- YOUR OBJECTIVE: The complete listing that follows is to be set down again, exactly as it appears.
━━ DATASET RECORDS
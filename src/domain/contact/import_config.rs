// ============================================================
// IMPORT CONFIGURATION
// ============================================================
// Tunables for decoding, normalization and commit batching

use serde::{Deserialize, Deserializer, Serialize};
use validator::Validate;

use super::entities::LinkStatus;

/// Configuration for the contact import pipeline
#[derive(Debug, Clone, Serialize, Deserialize, Validate)]
#[serde(default)]
pub struct ImportConfig {
    /// Calling code prefixed to numbers entered without `+` (default: "1")
    #[validate(length(min = 1, max = 4))]
    #[serde(deserialize_with = "calling_code")]
    pub default_country_code: String,

    /// Rows per batched insert/delete statement (default: 100)
    #[validate(range(min = 1, max = 500))]
    pub batch_size: usize,

    /// Maximum data rows accepted from one upload (default: 50000)
    #[validate(range(min = 1))]
    pub max_rows: usize,

    /// Reserved personalization key holding "first last" (default: "name")
    #[validate(length(min = 1, max = 64))]
    pub display_name_key: String,

    /// Status given to newly created campaign links
    pub default_link_status: LinkStatus,
}

impl Default for ImportConfig {
    fn default() -> Self {
        Self {
            default_country_code: "1".to_string(),
            batch_size: 100,
            max_rows: 50_000,
            display_name_key: "name".to_string(),
            default_link_status: LinkStatus::Pending,
        }
    }
}

impl ImportConfig {
    pub fn new() -> Self {
        Self::default()
    }

    /// Validate configuration values
    pub fn check(&self) -> Result<(), String> {
        self.validate().map_err(|e| e.to_string())?;

        let code = self.default_country_code.trim_start_matches('+');
        if code.is_empty() || !code.chars().all(|c| c.is_ascii_digit()) || code.starts_with('0') {
            return Err(format!(
                "default_country_code must be 1-3 digits not starting with 0, got \"{}\"",
                self.default_country_code
            ));
        }
        if code.len() > 3 {
            return Err("default_country_code must be at most 3 digits".to_string());
        }
        if self.display_name_key.trim().is_empty() {
            return Err("display_name_key must not be blank".to_string());
        }
        Ok(())
    }
}

/// Environment values like `44` arrive as numbers
fn calling_code<'de, D>(deserializer: D) -> Result<String, D::Error>
where
    D: Deserializer<'de>,
{
    #[derive(Deserialize)]
    #[serde(untagged)]
    enum Code {
        Text(String),
        Number(u64),
    }

    Ok(match Code::deserialize(deserializer)? {
        Code::Text(code) => code,
        Code::Number(code) => code.to_string(),
    })
}
// ============================================================
// RECONCILIATION RESULTS
// ============================================================
// Reviewable previews for the additive and subtractive paths, and
// the report returned once a preview is committed

use serde::{Deserialize, Serialize};
use uuid::Uuid;

use super::entities::CampaignContact;
use super::import_contact::{ImportContact, ImportError};

/// Additive-path preview; counts are always derived from the buckets
#[derive(Debug, Clone, Default, PartialEq, Eq, Serialize, Deserialize)]
#[serde(rename_all = "camelCase")]
pub struct ImportResult {
    /// Contacts new to the system (the `toImport` bucket)
    pub contacts: Vec<ImportContact>,
    pub successful: usize,
    pub existing: usize,
    pub failed: usize,
    pub errors: Vec<ImportError>,

    /// Known globally, not yet linked to the campaign
    #[serde(default)]
    pub in_system: Vec<ImportContact>,

    /// Already linked to the campaign; a no-op on commit
    #[serde(default)]
    pub in_campaign: Vec<ImportContact>,

    #[serde(default)]
    pub total_rows: usize,
}

impl ImportResult {
    pub fn from_buckets(
        to_import: Vec<ImportContact>,
        in_system: Vec<ImportContact>,
        in_campaign: Vec<ImportContact>,
        errors: Vec<ImportError>,
        total_rows: usize,
    ) -> Self {
        Self {
            successful: to_import.len(),
            existing: in_system.len() + in_campaign.len(),
            failed: errors.len(),
            contacts: to_import,
            errors,
            in_system,
            in_campaign,
            total_rows,
        }
    }

    /// Every decoded row is accounted for exactly once
    pub fn is_complete(&self) -> bool {
        self.contacts.len() + self.in_system.len() + self.in_campaign.len() + self.errors.len()
            == self.total_rows
    }

    /// Contacts a commit will link (new ones first)
    pub fn linkable(&self) -> impl Iterator<Item = &ImportContact> {
        self.contacts.iter().chain(self.in_system.iter())
    }
}

/// Which array of a removal preview is authoritative for deletion
#[derive(Debug, Clone, Copy)]
pub enum RemovalTargets<'a> {
    /// Mode A: file rows matched to campaign membership
    Listed(&'a [ImportContact]),
    /// Mode B: campaign members absent from the file
    Unlisted(&'a [CampaignContact]),
}

/// Subtractive-path preview
#[derive(Debug, Clone, Default, PartialEq, Eq, Serialize, Deserialize)]
#[serde(rename_all = "camelCase")]
pub struct RemovalResult {
    /// Removal set when `remove_others` is false, keep set otherwise
    pub contacts: Vec<ImportContact>,
    pub successful: usize,
    pub existing: usize,
    pub failed: usize,
    pub errors: Vec<ImportError>,

    /// File rows with no matching campaign membership
    #[serde(default)]
    pub not_in_campaign: Vec<ImportContact>,

    /// Removal set when `remove_others` is true
    #[serde(default)]
    pub to_remove_if_enabled: Vec<CampaignContact>,

    pub remove_others: bool,

    #[serde(default)]
    pub total_rows: usize,
}

impl RemovalResult {
    /// Mode A: `contacts` is what gets removed
    pub fn remove_listed(
        to_remove: Vec<ImportContact>,
        not_in_campaign: Vec<ImportContact>,
        errors: Vec<ImportError>,
        total_rows: usize,
    ) -> Self {
        Self {
            successful: to_remove.len(),
            existing: 0,
            failed: errors.len(),
            contacts: to_remove,
            errors,
            not_in_campaign,
            to_remove_if_enabled: Vec::new(),
            remove_others: false,
            total_rows,
        }
    }

    /// Mode B: `to_remove_if_enabled` is what gets removed, `contacts` is kept
    pub fn keep_listed(
        keep: Vec<ImportContact>,
        to_remove: Vec<CampaignContact>,
        not_in_campaign: Vec<ImportContact>,
        errors: Vec<ImportError>,
        total_rows: usize,
    ) -> Self {
        Self {
            successful: to_remove.len(),
            existing: keep.len(),
            failed: errors.len(),
            contacts: keep,
            errors,
            not_in_campaign,
            to_remove_if_enabled: to_remove,
            remove_others: true,
            total_rows,
        }
    }

    pub fn targets(&self) -> RemovalTargets<'_> {
        if self.remove_others {
            RemovalTargets::Unlisted(&self.to_remove_if_enabled)
        } else {
            RemovalTargets::Listed(&self.contacts)
        }
    }

    pub fn removal_count(&self) -> usize {
        match self.targets() {
            RemovalTargets::Listed(rows) => rows.len(),
            RemovalTargets::Unlisted(links) => links.len(),
        }
    }
}

/// Commit step that failed for a contact
#[derive(Debug, Clone, Copy, PartialEq, Eq, Serialize, Deserialize)]
#[serde(rename_all = "snake_case")]
pub enum CommitStage {
    Lookup,
    CreateContact,
    Link,
    Unlink,
    DeleteContact,
}

#[derive(Debug, Clone, PartialEq, Eq, Serialize, Deserialize)]
pub struct CommitFailure {
    pub phone_number: String,
    pub contact_id: Option<Uuid>,
    pub stage: CommitStage,
    pub message: String,
}

/// Outcome of a confirmed commit; partial progress is never rolled back
#[derive(Debug, Clone, Default, PartialEq, Eq, Serialize, Deserialize)]
pub struct CommitReport {
    pub created_contacts: usize,
    pub linked: usize,
    pub already_linked: usize,
    pub unlinked: usize,
    pub deleted_contacts: usize,
    pub failures: Vec<CommitFailure>,
}

impl CommitReport {
    pub fn has_failures(&self) -> bool {
        !self.failures.is_empty()
    }

    pub(crate) fn fail(
        &mut self,
        phone_number: &str,
        contact_id: Option<Uuid>,
        stage: CommitStage,
        message: impl Into<String>,
    ) {
        self.failures.push(CommitFailure {
            phone_number: phone_number.to_string(),
            contact_id,
            stage,
            message: message.into(),
        });
    }
}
━━━━
- TASK SOLUTION:
filename src/domain/contact/import_config.rs
// ============================================================
// IMPORT CONFIGURATION
// ============================================================
// Tunables for decoding, normalization and commit batching

use serde::{Deserialize, Deserializer, Serialize};
use validator::Validate;

use super::entities::LinkStatus;

/// Configuration for the contact import pipeline
#[derive(Debug, Clone, Serialize, Deserialize, Validate)]
#[serde(default)]
pub struct ImportConfig {
    /// Calling code prefixed to numbers entered without `+` (default: "1")
    #[validate(length(min = 1, max = 4))]
    #[serde(deserialize_with = "calling_code")]
    pub default_country_code: String,

    /// Rows per batched insert/delete statement (default: 100)
    #[validate(range(min = 1, max = 500))]
    pub batch_size: usize,

    /// Maximum data rows accepted from one upload (default: 50000)
    #[validate(range(min = 1))]
    pub max_rows: usize,

    /// Reserved personalization key holding "first last" (default: "name")
    #[validate(length(min = 1, max = 64))]
    pub display_name_key: String,

    /// Status given to newly created campaign links
    pub default_link_status: LinkStatus,
}

impl Default for ImportConfig {
    fn default() -> Self {
        Self {
            default_country_code: "1".to_string(),
            batch_size: 100,
            max_rows: 50_000,
            display_name_key: "name".to_string(),
            default_link_status: LinkStatus::Pending,
        }
    }
}

impl ImportConfig {
    pub fn new() -> Self {
        Self::default()
    }

    /// Validate configuration values
    pub fn check(&self) -> Result<(), String> {
        self.validate().map_err(|e| e.to_string())?;

        let code = self.default_country_code.trim_start_matches('+');
        if code.is_empty() || !code.chars().all(|c| c.is_ascii_digit()) || code.starts_with('0') {
            return Err(format!(
                "default_country_code must be 1-3 digits not starting with 0, got \"{}\"",
                self.default_country_code
            ));
        }
        if code.len() > 3 {
            return Err("default_country_code must be at most 3 digits".to_string());
        }
        if self.display_name_key.trim().is_empty() {
            return Err("display_name_key must not be blank".to_string());
        }
        Ok(())
    }
}

/// Environment values like `44` arrive as numbers
fn calling_code<'de, D>(deserializer: D) -> Result<String, D::Error>
where
    D: Deserializer<'de>,
{
    #[derive(Deserialize)]
    #[serde(untagged)]
    enum Code {
        Text(String),
        Number(u64),
    }

    Ok(match Code::deserialize(deserializer)? {
        Code::Text(code) => code,
        Code::Number(code) => code.to_string(),
    })
}
// ============================================================
// RECONCILIATION RESULTS
// ============================================================
// Reviewable previews for the additive and subtractive paths, and
// the report returned once a preview is committed

use serde::{Deserialize, Serialize};
use uuid::Uuid;

use super::entities::CampaignContact;
use super::import_contact::{ImportContact, ImportError};

/// Additive-path preview; counts are always derived from the buckets
#[derive(Debug, Clone, Default, PartialEq, Eq, Serialize, Deserialize)]
#[serde(rename_all = "camelCase")]
pub struct ImportResult {
    /// Contacts new to the system (the `toImport` bucket)
    pub contacts: Vec<ImportContact>,
    pub successful: usize,
    pub existing: usize,
    pub failed: usize,
    pub errors: Vec<ImportError>,

    /// Known globally, not yet linked to the campaign
    #[serde(default)]
    pub in_system: Vec<ImportContact>,

    /// Already linked to the campaign; a no-op on commit
    #[serde(default)]
    pub in_campaign: Vec<ImportContact>,

    #[serde(default)]
    pub total_rows: usize,
}

impl ImportResult {
    pub fn from_buckets(
        to_import: Vec<ImportContact>,
        in_system: Vec<ImportContact>,
        in_campaign: Vec<ImportContact>,
        errors: Vec<ImportError>,
        total_rows: usize,
    ) -> Self {
        Self {
            successful: to_import.len(),
            existing: in_system.len() + in_campaign.len(),
            failed: errors.len(),
            contacts: to_import,
            errors,
            in_system,
            in_campaign,
            total_rows,
        }
    }

    /// Every decoded row is accounted for exactly once
    pub fn is_complete(&self) -> bool {
        self.contacts.len() + self.in_system.len() + self.in_campaign.len() + self.errors.len()
            == self.total_rows
    }

    /// Contacts a commit will link (new ones first)
    pub fn linkable(&self) -> impl Iterator<Item = &ImportContact> {
        self.contacts.iter().chain(self.in_system.iter())
    }
}

/// Which array of a removal preview is authoritative for deletion
#[derive(Debug, Clone, Copy)]
pub enum RemovalTargets<'a> {
    /// Mode A: file rows matched to campaign membership
    Listed(&'a [ImportContact]),
    /// Mode B: campaign members absent from the file
    Unlisted(&'a [CampaignContact]),
}

/// Subtractive-path preview
#[derive(Debug, Clone, Default, PartialEq, Eq, Serialize, Deserialize)]
#[serde(rename_all = "camelCase")]
pub struct RemovalResult {
    /// Removal set when `remove_others` is false, keep set otherwise
    pub contacts: Vec<ImportContact>,
    pub successful: usize,
    pub existing: usize,
    pub failed: usize,
    pub errors: Vec<ImportError>,

    /// File rows with no matching campaign membership
    #[serde(default)]
    pub not_in_campaign: Vec<ImportContact>,

    /// Removal set when `remove_others` is true
    #[serde(default)]
    pub to_remove_if_enabled: Vec<CampaignContact>,

    pub remove_others: bool,

    #[serde(default)]
    pub total_rows: usize,
}

impl RemovalResult {
    /// Mode A: `contacts` is what gets removed
    pub fn remove_listed(
        to_remove: Vec<ImportContact>,
        not_in_campaign: Vec<ImportContact>,
        errors: Vec<ImportError>,
        total_rows: usize,
    ) -> Self {
        Self {
            successful: to_remove.len(),
            existing: 0,
            failed: errors.len(),
            contacts: to_remove,
            errors,
            not_in_campaign,
            to_remove_if_enabled: Vec::new(),
            remove_others: false,
            total_rows,
        }
    }

    /// Mode B: `to_remove_if_enabled` is what gets removed, `contacts` is kept
    pub fn keep_listed(
        keep: Vec<ImportContact>,
        to_remove: Vec<CampaignContact>,
        not_in_campaign: Vec<ImportContact>,
        errors: Vec<ImportError>,
        total_rows: usize,
    ) -> Self {
        Self {
            successful: to_remove.len(),
            existing: keep.len(),
            failed: errors.len(),
            contacts: keep,
            errors,
            not_in_campaign,
            to_remove_if_enabled: to_remove,
            remove_others: true,
            total_rows,
        }
    }

    pub fn targets(&self) -> RemovalTargets<'_> {
        if self.remove_others {
            RemovalTargets::Unlisted(&self.to_remove_if_enabled)
        } else {
            RemovalTargets::Listed(&self.contacts)
        }
    }

    pub fn removal_count(&self) -> usize {
        match self.targets() {
            RemovalTargets::Listed(rows) => rows.len(),
            RemovalTargets::Unlisted(links) => links.len(),
        }
    }
}

/// Commit step that failed for a contact
#[derive(Debug, Clone, Copy, PartialEq, Eq, Serialize, Deserialize)]
#[serde(rename_all = "snake_case")]
pub enum CommitStage {
    Lookup,
    CreateContact,
    Link,
    Unlink,
    DeleteContact,
}

#[derive(Debug, Clone, PartialEq, Eq, Serialize, Deserialize)]
pub struct CommitFailure {
    pub phone_number: String,
    pub contact_id: Option<Uuid>,
    pub stage: CommitStage,
    pub message: String,
}

/// Outcome of a confirmed commit; partial progress is never rolled back
#[derive(Debug, Clone, Default, PartialEq, Eq, Serialize, Deserialize)]
pub struct CommitReport {
    pub created_contacts: usize,
    pub linked: usize,
    pub already_linked: usize,
    pub unlinked: usize,
    pub deleted_contacts: usize,
    pub failures: Vec<CommitFailure>,
}

impl CommitReport {
    pub fn has_failures(&self) -> bool {
        !self.failures.is_empty()
    }

    pub(crate) fn fail(
        &mut self,
        phone_number: &str,
        contact_id: Option<Uuid>,
        stage: CommitStage,
        message: impl Into<String>,
    ) {
        self.failures.push(CommitFailure {
            phone_number: phone_number.to_string(),
            contact_id,
            stage,
            message: message.into(),
        });
    }
}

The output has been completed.